When the word "repository" shows up in a line of the data below, copy that whole line.
━━━ Exercise data ━━━
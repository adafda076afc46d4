//! Handlers for the `/publications` resource and publication search.

use axum::extract::{Path, Query, State};
use axum::http::StatusCode;
use axum::response::IntoResponse;
use axum::Json;
use hive_core::error::CoreError;
use hive_core::search::SearchMode;
use hive_core::types::DbId;
use hive_db::models::publication::CreatePublication;
use hive_db::repositories::{PublicationRepo, SearchRepo};
use hive_db::update::{FieldSet, PublicationColumn};
use indexmap::IndexMap;
use serde::Deserialize;
use serde_json::Value;

use crate::error::{AppError, AppResult};
use crate::handlers::{deserialize_db_id, run_to_completion};
use crate::response::{Created, DataResponse};
use crate::state::AppState;

/// Body key that carries an encoded image rather than a column value.
const IMAGE_KEY: &str = "image";

// ---------------------------------------------------------------------------
// Request types
// ---------------------------------------------------------------------------

/// Request body for `POST /publications`.
#[derive(Debug, Deserialize)]
pub struct CreatePublicationRequest {
    pub name: String,
    pub description: String,
    pub category: Option<String>,
    /// A number or a numeric string, as with `PATCH`.
    #[serde(deserialize_with = "deserialize_db_id")]
    pub vendor_id: DbId,
    /// `data:image/<type>;base64,<body>` payload.
    pub image: Option<String>,
    pub phone: Option<String>,
    pub location: Option<String>,
}

/// Query parameters for `GET /publications/search`.
#[derive(Debug, Default, Deserialize)]
pub struct SearchParams {
    pub q: Option<String>,
    pub mode: Option<String>,
}

// ---------------------------------------------------------------------------
// Reads
// ---------------------------------------------------------------------------

/// GET /api/v1/publications
///
/// Every publication with its vendor name (`null` when the vendor is gone).
pub async fn list_publications(State(state): State<AppState>) -> AppResult<impl IntoResponse> {
    let publications = PublicationRepo::list(&state.pool).await?;
    Ok(Json(DataResponse { data: publications }))
}

/// GET /api/v1/publications/{id}
pub async fn get_publication(
    State(state): State<AppState>,
    Path(id): Path<DbId>,
) -> AppResult<impl IntoResponse> {
    let publication = PublicationRepo::find_by_id(&state.pool, id)
        .await?
        .ok_or(AppError::Core(CoreError::NotFound {
            entity: "Publication",
            id,
        }))?;
    Ok(Json(DataResponse { data: publication }))
}

/// GET /api/v1/publications/search?q=&mode=
///
/// `mode` is `publications` (default), `vendors` or `categories`; anything
/// else falls back to `publications`. A missing or blank `q` yields `[]`.
pub async fn search_publications(
    State(state): State<AppState>,
    Query(params): Query<SearchParams>,
) -> AppResult<impl IntoResponse> {
    let mode = SearchMode::from_param(params.mode.as_deref());
    let term = params.q.unwrap_or_default();

    let results = SearchRepo::search(&state.pool, &term, mode).await?;
    Ok(Json(DataResponse { data: results }))
}

// ---------------------------------------------------------------------------
// Writes
// ---------------------------------------------------------------------------

/// POST /api/v1/publications
///
/// Responds 201 with the new id. An `image` payload is stored before the
/// row is inserted; blank `name` / `description` are rejected by the
/// repository before anything is written.
pub async fn create_publication(
    State(state): State<AppState>,
    Json(input): Json<CreatePublicationRequest>,
) -> AppResult<impl IntoResponse> {
    let record = CreatePublication {
        name: input.name,
        description: input.description,
        category: input.category,
        vendor_id: input.vendor_id,
        phone: input.phone,
        location: input.location,
    };
    let image = input.image;

    let pool = state.pool.clone();
    let images = state.images.clone();
    let id = run_to_completion(async move {
        PublicationRepo::create(&pool, &images, &record, image.as_deref())
            .await
            .map_err(AppError::from)
    })
    .await?;

    Ok((StatusCode::CREATED, Json(DataResponse { data: Created { id } })))
}

/// PATCH /api/v1/publications/{id}
///
/// Body is an object of column -> new value; only the supplied columns
/// change. An optional `image` key replaces the stored image. Responds with
/// the updated publication.
pub async fn update_publication(
    State(state): State<AppState>,
    Path(id): Path<DbId>,
    Json(mut body): Json<IndexMap<String, Value>>,
) -> AppResult<impl IntoResponse> {
    let image = match body.shift_remove(IMAGE_KEY) {
        None | Some(Value::Null) => None,
        Some(Value::String(encoded)) => Some(encoded),
        Some(_) => {
            return Err(AppError::Core(CoreError::Validation(
                "'image' must be an encoded image string".into(),
            )))
        }
    };
    let fields = FieldSet::<PublicationColumn>::from_json(body)?;

    let pool = state.pool.clone();
    let images = state.images.clone();
    let publication = run_to_completion(async move {
        PublicationRepo::update(&pool, &images, id, fields, image.as_deref()).await?;
        PublicationRepo::find_by_id(&pool, id)
            .await?
            .ok_or(AppError::Core(CoreError::NotFound {
                entity: "Publication",
                id,
            }))
    })
    .await?;

    Ok(Json(DataResponse { data: publication }))
}

/// DELETE /api/v1/publications/{id}
///
/// Removes the row and then its image file.
pub async fn delete_publication(
    State(state): State<AppState>,
    Path(id): Path<DbId>,
) -> AppResult<impl IntoResponse> {
    let pool = state.pool.clone();
    let images = state.images.clone();
    run_to_completion(async move {
        PublicationRepo::delete(&pool, &images, id)
            .await
            .map_err(AppError::from)
    })
    .await?;

    Ok(StatusCode::NO_CONTENT)
}
//! Domain model structs and DTOs.
//!
//! Each submodule contains:
//! - A `FromRow` + `Serialize` entity struct matching the database row
//! - A `Deserialize` create DTO for inserts
//!
//! Partial updates go through [`crate::update::FieldSet`] instead of an
//! all-`Option` DTO so the caller's exact column set is preserved.

pub mod publication;
pub mod vendor;
pub mod health;
pub mod publications;
pub mod vendors;

use axum::Router;

use crate::state::AppState;

/// Build the `/api/v1` route tree.
///
/// Route hierarchy:
///
/// ```text
/// /publications                     list, create
/// /publications/search              search (?q=&mode=)
/// /publications/{id}                get, partial update, delete
///
/// /vendors                          list, register
/// /vendors/login                    login
/// /vendors/{id}                     get, partial update, delete
/// /vendors/{id}/publications        publications of one vendor
/// ```
pub fn api_routes() -> Router<AppState> {
    Router::new()
        .nest("/publications", publications::router())
        .nest("/vendors", vendors::router())
}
━━━
Answer section
repository adafda076afc46d4
/// repository before anything is written.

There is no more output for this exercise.